Hermits Wanted
Do People Piss You Off?
Want To Get Away From It All?
Like to Read - A Lot?
Then we have a job for you!
Hermits wanted for ornamentation of gentleman's estate. You must never be seen. If you have to poke your head out of your grotto/cave home, it better have a long, long beard on it and be stroked by your long, long fingernails. You will be paid a small fortune, but not until you complete 5 years of service as a garden ancient - an ornamental hermit . If you don't last the five years you forfeit all earnings.
Yes, it was quite the fad in the 18th century to have a live ornamental hermit installed in your garden estate. The most famous employer of one of these decorative solitudinarians was Charles Hamilton. (Hmmm I wonder if good old Chuck is sitting in my family tree somewhere?)
2 comments:
I would like to apply for the hermit position. I am a little tall (5 foot 8), and a little loud (5 competing brothers and sisters) for the job, but I do have a few stray hairs on my big toe that might move you in my favor.

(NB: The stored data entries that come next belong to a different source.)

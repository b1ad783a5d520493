use crate::dictionary::lexicon::{LexMatch, Lexicon, WordParam};
use crate::dictionary::word_idx::WordIdx;
use crate::dictionary::{LexType, WordSource};

const LEX_CSV: &str = include_str!("./resources/lex.csv");

#[test]
fn test_common_prefix_iterator_1() {
    let lexicon = Lexicon::from_reader(LEX_CSV.as_bytes(), LexType::System).unwrap();
    let input: Vec<_> = "東京都に行く".chars().collect();
    let mut it = lexicon.common_prefix_iterator(&input);
    // 東
    assert_eq!(
        it.next(),
        Some(LexMatch::new(
            WordIdx::new(LexType::System, 9),
            WordParam::new(1, 1, 7000),
            1
        ))
    );
    // 東京
    assert_eq!(
        it.next(),
        Some(LexMatch::new(
            WordIdx::new(LexType::System, 10),
            WordParam::new(5, 5, 3003),
            2
        ))
    );
    // 東京都
    assert_eq!(
        it.next(),
        Some(LexMatch::new(
            WordIdx::new(LexType::System, 11),
            WordParam::new(5, 5, 6500),
            3
        ))
    );
    assert_eq!(it.next(), None);
}

#[test]
fn test_common_prefix_iterator_homographs() {
    let lexicon = Lexicon::from_reader(LEX_CSV.as_bytes(), LexType::System).unwrap();
    let input: Vec<_> = "ものの".chars().collect();
    let matches: Vec<_> = lexicon
        .common_prefix_iterator(&input)
        .map(|m| (m.word_idx().word_id, m.end_char()))
        .collect();
    // も (particle), も (noun), もの
    assert_eq!(matches, vec![(2, 1), (3, 1), (4, 2)]);
}

#[test]
fn test_common_prefix_iterator_none() {
    let lexicon = Lexicon::from_reader(LEX_CSV.as_bytes(), LexType::System).unwrap();
    let mut it = lexicon.common_prefix_iterator(&['X']);
    assert_eq!(it.next(), None);
}

#[test]
fn test_exact_match() {
    let lexicon = Lexicon::from_reader(LEX_CSV.as_bytes(), LexType::System).unwrap();
    let ids: Vec<_> = lexicon.exact_match("の").map(|w| w.word_id).collect();
    assert_eq!(ids, vec![5, 6]);
    let ids: Vec<_> = lexicon.exact_match("東京都").map(|w| w.word_id).collect();
    assert_eq!(ids, vec![11]);
    assert_eq!(lexicon.exact_match("東京都に").count(), 0);
}

#[test]
fn test_get_word_feature() {
    let lexicon = Lexicon::from_reader(LEX_CSV.as_bytes(), LexType::System).unwrap();
    let feature = lexicon.word_feature(WordIdx::new(LexType::System, 0));
    assert_eq!(feature, "名詞,一般,*,*,*,*,すもも,スモモ,スモモ");
    let feature = lexicon.word_feature(WordIdx::new(LexType::System, 15));
    assert_eq!(
        feature,
        "動詞,自立,*,*,五段・カ行促音便,基本形,行く,イク,イク"
    );
}
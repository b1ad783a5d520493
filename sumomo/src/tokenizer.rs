//! Viterbi-based tokenizer.
pub mod lattice;
pub(crate) mod viterbi;
pub mod worker;

use crate::dictionary::Dictionary;
use crate::errors::Result;
use crate::ipadic::IpadicToken;
use crate::sentence::Sentence;
use crate::tokenizer::lattice::{Lattice, Node, NodeRef};
use crate::tokenizer::worker::Worker;

/// Tokenizer.
pub struct Tokenizer {
    dict: Dictionary,
    max_grouping_len: Option<usize>,
}

impl Tokenizer {
    /// Creates a new instance.
    ///
    /// # Arguments
    ///
    ///  - `dict`: Dictionary to be used.
    pub const fn new(dict: Dictionary) -> Self {
        Self {
            dict,
            max_grouping_len: None,
        }
    }

    /// Specifies the maximum grouping length for unknown words.
    /// By default, the length is infinity.
    ///
    /// This option is for compatibility with MeCab.
    /// Specifies the argument with `24` if you want to obtain the same results as MeCab.
    ///
    /// # Arguments
    ///
    ///  - `max_grouping_len`: The maximum grouping length for unknown words.
    ///    The default value is 0, indicating the infinity length.
    pub const fn max_grouping_len(mut self, max_grouping_len: usize) -> Self {
        if max_grouping_len != 0 {
            self.max_grouping_len = Some(max_grouping_len);
        } else {
            self.max_grouping_len = None;
        }
        self
    }

    /// Gets the reference to the dictionary.
    pub const fn dictionary(&self) -> &Dictionary {
        &self.dict
    }

    /// Creates a new worker.
    pub fn new_worker(&self) -> Worker<'_> {
        Worker::new(self)
    }

    /// Tokenizes `text` into records in the IPADIC layout.
    /// An empty text results in no token.
    ///
    /// # Errors
    ///
    /// [`SumomoError`](crate::errors::SumomoError) is returned when a connection id
    /// is out of the matrix.
    pub fn tokenize(&self, text: &str) -> Result<Vec<IpadicToken>> {
        let mut worker = self.new_worker();
        worker.reset_sentence(text);
        worker.tokenize()?;
        let tokens = worker
            .token_iter()
            .map(|t| IpadicToken::from_token(&t))
            .collect();
        Ok(tokens)
    }

    /// Builds the closed lattice of `text`.
    pub fn build_lattice(&self, text: &str) -> Lattice {
        let mut sent = Sentence::new();
        sent.set_sentence(text);
        sent.compile(self.dict.char_prop());
        let mut lattice = Lattice::new();
        self.build_lattice_inner(&sent, &mut lattice);
        lattice
    }

    /// Searches the minimum-cost path of `lattice` with the connection costs
    /// of the dictionary.
    ///
    /// Returns the references to the nodes on the path, excluding BOS and EOS.
    /// The path is empty when EOS cannot be reached.
    ///
    /// # Errors
    ///
    /// [`SumomoError`](crate::errors::SumomoError) is returned when the lattice
    /// is not closed or a connection id is out of the matrix. The lattice is not
    /// modified in that case.
    pub fn search(&self, lattice: &mut Lattice) -> Result<Vec<NodeRef>> {
        viterbi::search(lattice, self.dict.connector())
    }

    pub(crate) fn build_lattice_inner(&self, sent: &Sentence, lattice: &mut Lattice) {
        lattice.reset(sent.len_char());

        for start_char in 0..sent.len_char() {
            // No path reaches the position.
            if !lattice.has_previous_node(start_char) {
                continue;
            }
            self.add_lattice_nodes(sent, lattice, start_char);
        }

        lattice.push_eos();
    }

    fn add_lattice_nodes(&self, sent: &Sentence, lattice: &mut Lattice, start_char: usize) {
        let mut has_matched = false;

        let suffix = &sent.chars()[start_char..];

        for m in self.dict.system_lexicon().common_prefix_iterator(suffix) {
            debug_assert!(start_char + m.end_char() <= sent.len_char());
            lattice.push_node(Node::from_word(
                m.word_idx(),
                start_char,
                start_char + m.end_char(),
                m.word_param(),
            ));
            has_matched = true;
        }

        self.dict.unk_handler().gen_unk_words(
            sent,
            start_char,
            has_matched,
            self.max_grouping_len,
            |w| {
                lattice.push_node(Node::from_word(
                    w.word_idx(),
                    w.start_char(),
                    w.end_char(),
                    w.word_param(),
                ));
            },
        );
    }
}
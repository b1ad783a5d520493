//! Common settings in Sumomo.
use bincode::config::{self, Fixint, LittleEndian};

/// Connection id of BOS/EOS.
pub const BOS_EOS_CONNECTION_ID: u16 = 0;

pub(crate) fn bincode_config() -> config::Configuration<LittleEndian, Fixint> {
    config::standard()
        .with_little_endian()
        .with_fixed_int_encoding()
}
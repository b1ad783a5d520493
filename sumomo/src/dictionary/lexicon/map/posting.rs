use bincode::{Decode, Encode};

use crate::errors::Result;
use crate::utils::FromU32;

/// Concatenated lists of word ids.
/// Each list is stored as its length followed by the ids.
#[derive(Decode, Encode)]
pub struct Postings {
    data: Vec<u32>,
}

impl Postings {
    #[inline(always)]
    pub fn ids(&self, i: usize) -> impl Iterator<Item = u32> + '_ {
        let len = usize::from_u32(self.data[i]);
        self.data[i + 1..i + 1 + len].iter().copied()
    }
}

#[derive(Default)]
pub struct PostingsBuilder {
    data: Vec<u32>,
}

impl PostingsBuilder {
    pub fn new() -> Self {
        Self::default()
    }

    #[inline(always)]
    pub fn push(&mut self, ids: &[u32]) -> Result<usize> {
        let offset = self.data.len();
        self.data.push(ids.len().try_into()?);
        self.data.extend_from_slice(ids);
        Ok(offset)
    }

    #[allow(clippy::missing_const_for_fn)]
    pub fn build(self) -> Postings {
        Postings { data: self.data }
    }
}
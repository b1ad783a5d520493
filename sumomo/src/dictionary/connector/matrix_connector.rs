use std::io::{prelude::*, BufReader, Read};

use bincode::{Decode, Encode};

use crate::dictionary::connector::{Connector, ConnectorCost};
use crate::errors::{Result, SumomoError};

/// Matrix of connection costs.
///
/// Costs are stored row by row, one row per right id, so that a dense
/// `matrix.def` fills the matrix in its own order.
#[derive(Decode, Encode)]
pub struct MatrixConnector {
    costs: Vec<i16>,
    num_right: usize,
    num_left: usize,
}

impl MatrixConnector {
    /// Creates a new instance from costs laid out in rows of right ids.
    ///
    /// # Errors
    ///
    /// [`SumomoError`] is returned when the number of costs is not
    /// `num_right * num_left`.
    pub fn new(costs: Vec<i16>, num_right: usize, num_left: usize) -> Result<Self> {
        if costs.len() != num_right * num_left {
            let msg = format!(
                "{} costs are given for the {num_right}x{num_left} matrix",
                costs.len()
            );
            return Err(SumomoError::invalid_argument("costs", msg));
        }
        Ok(Self {
            costs,
            num_right,
            num_left,
        })
    }

    /// Creates a new instance from `matrix.def`.
    ///
    /// The first line gives `num_right num_left`, and each following line gives
    /// `right_id left_id cost`. Connections not listed cost 0.
    ///
    /// # Errors
    ///
    /// [`SumomoError`] is returned when a line is malformed or an id is out of
    /// the dimensions given by the header.
    pub fn from_reader<R>(rdr: R) -> Result<Self>
    where
        R: Read,
    {
        let mut lines = BufReader::new(rdr).lines();

        let header = lines
            .next()
            .ok_or_else(|| SumomoError::invalid_format("matrix.def", "The header is missing."))??;
        let mut cols = header.split_whitespace();
        let (num_right, num_left) = match (cols.next(), cols.next(), cols.next()) {
            (Some(num_right), Some(num_left), None) => (
                usize::from(num_right.parse::<u16>()?),
                usize::from(num_left.parse::<u16>()?),
            ),
            _ => {
                let msg = format!("The header must be `num_right num_left`, {header}");
                return Err(SumomoError::invalid_format("matrix.def", msg));
            }
        };

        let mut costs = vec![0; num_right * num_left];
        for (i, line) in lines.enumerate() {
            let line = line?;
            let mut cols = line.split_whitespace();
            let (right_id, left_id, cost) =
                match (cols.next(), cols.next(), cols.next(), cols.next()) {
                    (None, _, _, _) => continue,
                    (Some(right_id), Some(left_id), Some(cost), None) => (
                        right_id.parse::<u16>()?,
                        left_id.parse::<u16>()?,
                        cost.parse::<i16>()?,
                    ),
                    _ => {
                        let msg = format!(
                            "Line {} must be `right_id left_id cost`, {line}",
                            i + 2
                        );
                        return Err(SumomoError::invalid_format("matrix.def", msg));
                    }
                };
            let index = Self::position(right_id, left_id, num_right, num_left).ok_or_else(|| {
                let msg = format!(
                    "Line {} connects ({right_id}, {left_id}) out of the {num_right}x{num_left} matrix",
                    i + 2
                );
                SumomoError::invalid_format("matrix.def", msg)
            })?;
            costs[index] = cost;
        }
        log::debug!("matrix.def has {num_right}x{num_left} connection costs");

        Self::new(costs, num_right, num_left)
    }

    /// Gets the connection cost from a word with `right_id` to the following word
    /// with `left_id`.
    ///
    /// # Errors
    ///
    /// [`SumomoError`] is returned when either id is out of the matrix.
    pub fn get(&self, right_id: u16, left_id: u16) -> Result<i32> {
        Self::position(right_id, left_id, self.num_right, self.num_left)
            .map(|index| i32::from(self.costs[index]))
            .ok_or_else(|| {
                let msg = format!(
                    "({right_id}, {left_id}) is out of the {}x{} matrix",
                    self.num_right, self.num_left
                );
                SumomoError::invalid_argument("right_id/left_id", msg)
            })
    }

    #[inline(always)]
    fn position(right_id: u16, left_id: u16, num_right: usize, num_left: usize) -> Option<usize> {
        let (right_id, left_id) = (usize::from(right_id), usize::from(left_id));
        (right_id < num_right && left_id < num_left).then(|| right_id * num_left + left_id)
    }
}

impl Connector for MatrixConnector {
    #[inline(always)]
    fn num_left(&self) -> usize {
        self.num_left
    }

    #[inline(always)]
    fn num_right(&self) -> usize {
        self.num_right
    }
}

impl ConnectorCost for MatrixConnector {
    #[inline(always)]
    fn cost(&self, right_id: u16, left_id: u16) -> i32 {
        debug_assert!(usize::from(right_id) < self.num_right);
        debug_assert!(usize::from(left_id) < self.num_left);
        let index = usize::from(right_id) * self.num_left + usize::from(left_id);
        i32::from(self.costs[index])
    }
}

#[cfg(test)]
mod tests {
    use super::*;

    // 0: BOS/EOS, 1: noun, 2: particle, 3: verb
    const MATRIX_DEF: &str = "4 3
0 1 -310
0 2 1200
1 1 95
1 2 -2500
2 0 -400
2 1 -720
3 0 -1200";

    #[test]
    fn test_from_reader() {
        let conn = MatrixConnector::from_reader(MATRIX_DEF.as_bytes()).unwrap();
        assert_eq!(conn.num_right(), 4);
        assert_eq!(conn.num_left(), 3);
        assert_eq!(conn.get(1, 2).unwrap(), -2500);
        assert_eq!(conn.get(2, 1).unwrap(), -720);
        assert_eq!(conn.cost(3, 0), -1200);
        // Not listed.
        assert_eq!(conn.get(0, 0).unwrap(), 0);
        assert_eq!(conn.get(3, 2).unwrap(), 0);
    }

    #[test]
    fn test_get_out_of_range() {
        let conn = MatrixConnector::from_reader(MATRIX_DEF.as_bytes()).unwrap();
        let err = conn.get(4, 0).unwrap_err().to_string();
        assert!(err.contains("(4, 0)"), "{err}");
        let err = conn.get(1, 3).unwrap_err().to_string();
        assert!(err.contains("(1, 3)"), "{err}");
    }

    #[test]
    fn test_new() {
        let conn = MatrixConnector::new(vec![1, 2, 3, 4, 5, 6], 2, 3).unwrap();
        assert_eq!(conn.get(0, 2).unwrap(), 3);
        assert_eq!(conn.get(1, 0).unwrap(), 4);
        assert!(MatrixConnector::new(vec![1, 2, 3, 4, 5], 2, 3).is_err());
    }

    #[test]
    fn test_later_row_overrides() {
        let data = "1 1\n0 0 10\n\n0 0 -10\n";
        let conn = MatrixConnector::from_reader(data.as_bytes()).unwrap();
        assert_eq!(conn.get(0, 0).unwrap(), -10);
    }

    #[test]
    fn test_malformed_row() {
        let data = "2 2\n0 0 0\n1 -2\n";
        let err = MatrixConnector::from_reader(data.as_bytes())
            .err()
            .unwrap()
            .to_string();
        assert!(err.contains("Line 3"), "{err}");
    }

    #[test]
    fn test_id_out_of_header() {
        let data = "2 2\n0 2 5\n";
        let err = MatrixConnector::from_reader(data.as_bytes())
            .err()
            .unwrap()
            .to_string();
        assert!(err.contains("(0, 2)"), "{err}");
    }

    #[test]
    fn test_invalid_header() {
        assert!(MatrixConnector::from_reader("".as_bytes()).is_err());
        assert!(MatrixConnector::from_reader("2\n0 0 0".as_bytes()).is_err());
        assert!(MatrixConnector::from_reader("2 2 2\n0 0 0".as_bytes()).is_err());
        assert!(MatrixConnector::from_reader("65536 1".as_bytes()).is_err());
    }

    #[test]
    fn test_cost_overflow() {
        assert!(MatrixConnector::from_reader("1 1\n0 0 40000".as_bytes()).is_err());
    }
}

Thank you for your consideration.
Sincerely,
Tworks Hamilton-Miller
Dear Hairy Toe,
Thank you for your application for resident hermit. The position has been filled by a local. I see by your spelling of favour that you are not from our parts and may not know what is meant by a grey coloured touque. Which is not significant really, unless I left you a note to please wear one and the language barrier would cause you to pluck a rare wildflower as a boutonniere and put it in your buttonhole.
However, you may be considered for the position as garden gnome where the risk of abduction and world travel would make use of your foreign spelling of favor in your favour should you end up in America.
In conclusion, as I know you to be such a delight and a bit of a will-o-the-wisp, you are best suited as garden nymph, sylph or fairy.
In short, thank you for your comment,eh!